Muslim leaders says violence no answer to anti-Islam attacks

By Ramadan Al Sherbini, Correspondent
Published: April 01, 2008, 00:42

Cairo: Muslim clerics believe that neither violence nor a boycott of Western goods is the right answer to a perceived surge in an anti-Islam campaign.

“The West knows very little about Islam and its principles. So the best way to reverse the so-called Islamophobia is to enter into a dynamic dialogue with the West,” said Abdul Sabour Chahin, a noted Muslim scholar.

“We have to let the non-Muslims get exposed to the genuine tenets of Islam so as to learn about its tolerance and moderation,” he told Gulf News.

Chahin, a professor of Islamic studies at Cairo University, was speaking a few days after Dutch Member of Parliament Geert Wilders angered Muslims around the world by releasing his anti-Islam film Fitna.

The 15-minute documentary, posted on the Internet last Thursday, accuses Quran of inciting violence.

“Officially, Egypt, a predominantly Muslim country of 76 million, greeted the Dutch film with condemnation. “Fitna hurts the feelings of more than one billion Muslims around the world,” the Egyptian Foreign Minister Ahmad Aboul Geit said. “The film reflects deep ignorance of Islam’s principles,” he added.

In 2006, Muslim Egyptians reacted angrily to the publication in Danish newspapers of cartoons lampooning the Prophet Mohammad (PBUH).

A campaign calling for a boycott of Danish goods was also mounted. No such reaction is reported this time.

“Violent demonstrations will lead to nothing, but to clashes between the protesters and the local police,” warned Chahin. “This would just reinforce the negative stereotyping of the Muslims in the West.”

Agreeing, Suad Saleh, a prominent Muslim TV preacher, called for ignoring the Dutch film altogether.

“The Muslims should react in a way becoming of their religion as a faith of peace,” Saleh told the independent newspaper Al Masri Al Youm. “Violence will give foes of Islam the chance to assault it time and again.”

Egypt’s top Muslim cleric, however, roundly criticised Wilders’ film and demanded that the Dutch government ban it. “We cannot remain silent,” Mohammad Saeed Tantawi, the Shaikh of Al Azhar, was quoted as saying in the local press. “Stop it or the results would be disastrous.”

A delegation from a Dutch non-government association visiting Egypt last week said Dutch law guaranteed freedom of speech.

“Legally, it is difficult to prevent the release of a film in the Netherlands,” Bas Plaisier, head of the delegation, told reporters in Cairo.

“What we can do is to ask Wilders to use freedom of speech in a way that does not hurt or insult people,” added Plaisier, who is the Secretary-General of the Protestant Church in the Netherlands.

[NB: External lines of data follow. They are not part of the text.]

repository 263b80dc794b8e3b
mod customer;
mod genre;
mod movie;
mod rental;

pub use self::{customer::*, genre::*, movie::*, rental::*};
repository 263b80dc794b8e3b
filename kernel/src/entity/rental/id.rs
use serde::{Deserialize, Serialize};
use uuid::Uuid;
use vodca::{AsRefln, Fromln};

#[derive(Debug, Clone, Hash, Eq, PartialEq, Serialize, Deserialize, Fromln, AsRefln)]
pub struct RentalId(Uuid);

impl RentalId {
    pub fn new(id: impl Into<Uuid>) -> Self {
        Self(id.into())
    }
}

The Dutch foreign minister met ambassadors from Muslim countries in Amsterdam yesterday to try to cool tempers over a film by a Dutch lawmaker critical of the Quran and ask for protection for Dutch citizens and property.

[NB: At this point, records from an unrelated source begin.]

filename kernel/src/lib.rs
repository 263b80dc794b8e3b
pub use crate::error::*;

mod database;
mod entity;
mod error;
mod modify;
mod query;

#[cfg(feature = "prelude")]
pub mod prelude {
    pub mod entity {
        pub use crate::entity::*;
    }
}

#[cfg(feature = "interface")]
pub mod interface {
    pub mod database {
        pub use crate::database::*;
    }
    pub mod query {
        pub use crate::query::*;
    }
    pub mod update {
        pub use crate::modify::*;
    }
}
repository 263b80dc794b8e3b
use error_stack::Report;
use kernel::interface::database::{DatabaseConnection, DependOnDatabaseConnection, Transaction};
use kernel::interface::query::{DependOnGenreQuery, DependOnMovieQuery, GenreQuery, MovieQuery};
use kernel::interface::update::{DependOnMovieModifier, MovieModifier};
use kernel::prelude::entity::{
    DailyRentalRate, GenreId, Movie, MovieId, MovieTitle, NumberInStock,
};
use kernel::{Entity, KernelError};
use uuid::Uuid;

use crate::coordinator::within;
use crate::transfer::{CreateMovieDto, DeleteMovieDto, GetMovieDto, MovieDto, UpdateMovieDto};

#[async_trait::async_trait]
pub trait GetMovieService:
    'static + Sync + Send + DependOnDatabaseConnection + DependOnMovieQuery
{
    async fn get_movies(&self) -> error_stack::Result<Vec<MovieDto>, KernelError> {
        let db = self.database_connection();
        let mut connection = within(db, db.transact()).await?;

        let movies = within(db, self.movie_query().find_all(&mut connection)).await?;
        Ok(movies.into_iter().map(MovieDto::from).collect())
    }

    async fn get_movie(&self, dto: GetMovieDto) -> error_stack::Result<MovieDto, KernelError> {
        let db = self.database_connection();
        let mut connection = within(db, db.transact()).await?;

        let id = MovieId::new(dto.id);
        within(db, self.movie_query().find_by_id(&mut connection, &id))
            .await?
            .map(MovieDto::from)
            .ok_or_else(|| movie_not_found(dto.id))
    }
}

impl<T> GetMovieService for T where T: DependOnDatabaseConnection + DependOnMovieQuery {}

#[async_trait::async_trait]
pub trait CreateMovieService:
    'static
    + Sync
    + Send
    + DependOnDatabaseConnection
    + DependOnGenreQuery
    + DependOnMovieModifier
{
    async fn create_movie(&self, dto: CreateMovieDto) -> error_stack::Result<MovieDto, KernelError> {
        let db = self.database_connection();
        let mut connection = within(db, db.transact()).await?;

        let genre_id = GenreId::new(dto.genre_id);
        let genre = within(db, self.genre_query().find_by_id(&mut connection, &genre_id))
            .await?
            .ok_or_else(|| {
                Report::new(KernelError::NotFound(Entity::Genre))
                    .attach_printable(format!("genre {}", dto.genre_id))
            })?;

        let movie = Movie::new(
            MovieId::new(Uuid::new_v4()),
            MovieTitle::new(dto.title),
            genre,
            DailyRentalRate::new(dto.daily_rental_rate),
            NumberInStock::new(dto.number_in_stock),
        );
        within(db, self.movie_modifier().create(&mut connection, &movie)).await?;
        within(db, connection.commit()).await?;

        Ok(MovieDto::from(movie))
    }
}

impl<T> CreateMovieService for T where
    T: DependOnDatabaseConnection + DependOnGenreQuery + DependOnMovieModifier
{
}

#[async_trait::async_trait]
pub trait UpdateMovieService:
    'static
    + Sync
    + Send
    + DependOnDatabaseConnection
    + DependOnMovieQuery
    + DependOnGenreQuery
    + DependOnMovieModifier
{
    async fn update_movie(&self, dto: UpdateMovieDto) -> error_stack::Result<MovieDto, KernelError> {
        let db = self.database_connection();
        let mut connection = within(db, db.transact()).await?;

        let id = MovieId::new(dto.id);
        let movie = within(db, self.movie_query().find_by_id(&mut connection, &id))
            .await?
            .ok_or_else(|| movie_not_found(dto.id))?;

        let genre_id = GenreId::new(dto.genre_id);
        let genre = within(db, self.genre_query().find_by_id(&mut connection, &genre_id))
            .await?
            .ok_or_else(|| {
                Report::new(KernelError::NotFound(Entity::Genre))
                    .attach_printable(format!("genre {}", dto.genre_id))
            })?;

        let movie = movie.reconstruct(|m| {
            m.title = MovieTitle::new(dto.title);
            m.genre = genre;
            m.daily_rental_rate = DailyRentalRate::new(dto.daily_rental_rate);
        });
        within(db, self.movie_modifier().update(&mut connection, &movie)).await?;
        within(db, connection.commit()).await?;

        Ok(MovieDto::from(movie))
    }
}

impl<T> UpdateMovieService for T where
    T: DependOnDatabaseConnection + DependOnMovieQuery + DependOnGenreQuery + DependOnMovieModifier
{
}

#[async_trait::async_trait]
pub trait DeleteMovieService:
    'static + Sync + Send + DependOnDatabaseConnection + DependOnMovieQuery + DependOnMovieModifier
{
    async fn delete_movie(&self, dto: DeleteMovieDto) -> error_stack::Result<MovieDto, KernelError> {
        let db = self.database_connection();
        let mut connection = within(db, db.transact()).await?;

        let id = MovieId::new(dto.id);
        let movie = within(db, self.movie_query().find_by_id(&mut connection, &id))
            .await?
            .ok_or_else(|| movie_not_found(dto.id))?;
        within(db, self.movie_modifier().delete(&mut connection, &id)).await?;
        within(db, connection.commit()).await?;

        Ok(MovieDto::from(movie))
    }
}

impl<T> DeleteMovieService for T where
    T: DependOnDatabaseConnection + DependOnMovieQuery + DependOnMovieModifier
{
}

fn movie_not_found(id: Uuid) -> Report<KernelError> {
    Report::new(KernelError::NotFound(Entity::Movie)).attach_printable(format!("movie {id}"))
}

Geert Wilders, leader of the anti-immigration Freedom Party, launched his short video on the Internet on Thursday, mixing images of Islamist bombings with quotations from the Muslim holy book, prompting a stream of condemnation from the Islamic world.

But reaction to the film was more restrained compared with the violence in 2006 that followed the publication in Europe of cartoons lampooning the Prophet Mohammad (PBUH), when more than 50 people were killed in riots in Asia, the Middle East and Africa.

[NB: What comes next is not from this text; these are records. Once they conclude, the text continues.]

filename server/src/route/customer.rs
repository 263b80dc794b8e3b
use application::service::{
    CreateCustomerService, DeleteCustomerService, GetCustomerService, UpdateCustomerService,
};
use axum::extract::{Path, State};
use axum::routing::get;
use axum::{Json, Router};
use axum_extra::extract::WithRejection;

use crate::controller::Controller;
use crate::error::ErrorStatus;
use crate::handler::{AppModule, Store};
use crate::request::{
    CustomerRequest, CustomerTransformer, DeleteCustomerRequest, GetCustomerRequest,
};
use crate::response::CustomerPresenter;

pub trait CustomerRouter {
    fn route_customer(self) -> Self;
}

impl<D: Store> CustomerRouter for Router<AppModule<D>> {
    fn route_customer(self) -> Self {
        self.route(
            "/customers",
            get(|State(module): State<AppModule<D>>| async move {
                Controller::new((), CustomerPresenter)
                    .bypass(|| async move { module.database().get_customers().await })
                    .await
                    .map_err(ErrorStatus::from)
            })
            .post(
                |State(module): State<AppModule<D>>,
                 WithRejection(Json(req), _): WithRejection<Json<CustomerRequest>, ErrorStatus>| async move {
                    Controller::new(CustomerTransformer, CustomerPresenter)
                        .try_intake(req)
                        .map_err(ErrorStatus::from)?
                        .handle(|dto| async move { module.database().create_customer(dto).await })
                        .await
                        .map_err(ErrorStatus::from)
                },
            ),
        )
        .route(
            "/customers/:id",
            get(
                |State(module): State<AppModule<D>>, Path(id): Path<String>| async move {
                    Controller::new(CustomerTransformer, CustomerPresenter)
                        .try_intake(GetCustomerRequest::new(id))
                        .map_err(ErrorStatus::from)?
                        .handle(|dto| async move { module.database().get_customer(dto).await })
                        .await
                        .map_err(ErrorStatus::from)
                },
            )
            .put(
                |State(module): State<AppModule<D>>,
                 Path(id): Path<String>,
                 WithRejection(Json(req), _): WithRejection<Json<CustomerRequest>, ErrorStatus>| async move {
                    Controller::new(CustomerTransformer, CustomerPresenter)
                        .try_intake((id, req))
                        .map_err(ErrorStatus::from)?
                        .handle(|dto| async move { module.database().update_customer(dto).await })
                        .await
                        .map_err(ErrorStatus::from)
                },
            )
            .delete(
                |State(module): State<AppModule<D>>, Path(id): Path<String>| async move {
                    Controller::new(CustomerTransformer, CustomerPresenter)
                        .try_intake(DeleteCustomerRequest::new(id))
                        .map_err(ErrorStatus::from)?
                        .handle(|dto| async move { module.database().delete_customer(dto).await })
                        .await
                        .map_err(ErrorStatus::from)
                },
            ),
        )
    }
}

“I am pleased with the muted reactions that we have received so far from the Muslim world,” Foreign Minister Maxime Verhagen said in a statement. “But the rhetoric in some countries shows that we need to remain alert.”

Verhagen said he had told the ambassadors from 26 countries, including Iran and Indonesia, that the film in no way reflected the views of the Dutch government and called on the diplomats to make sure that Dutch interests abroad were protected.

“We are aware of the concerns and feelings in the international Muslim community about this film. But injured feelings should never be an excuse for aggression and threats,” he said. “Let us keep a cool head and warm relations.”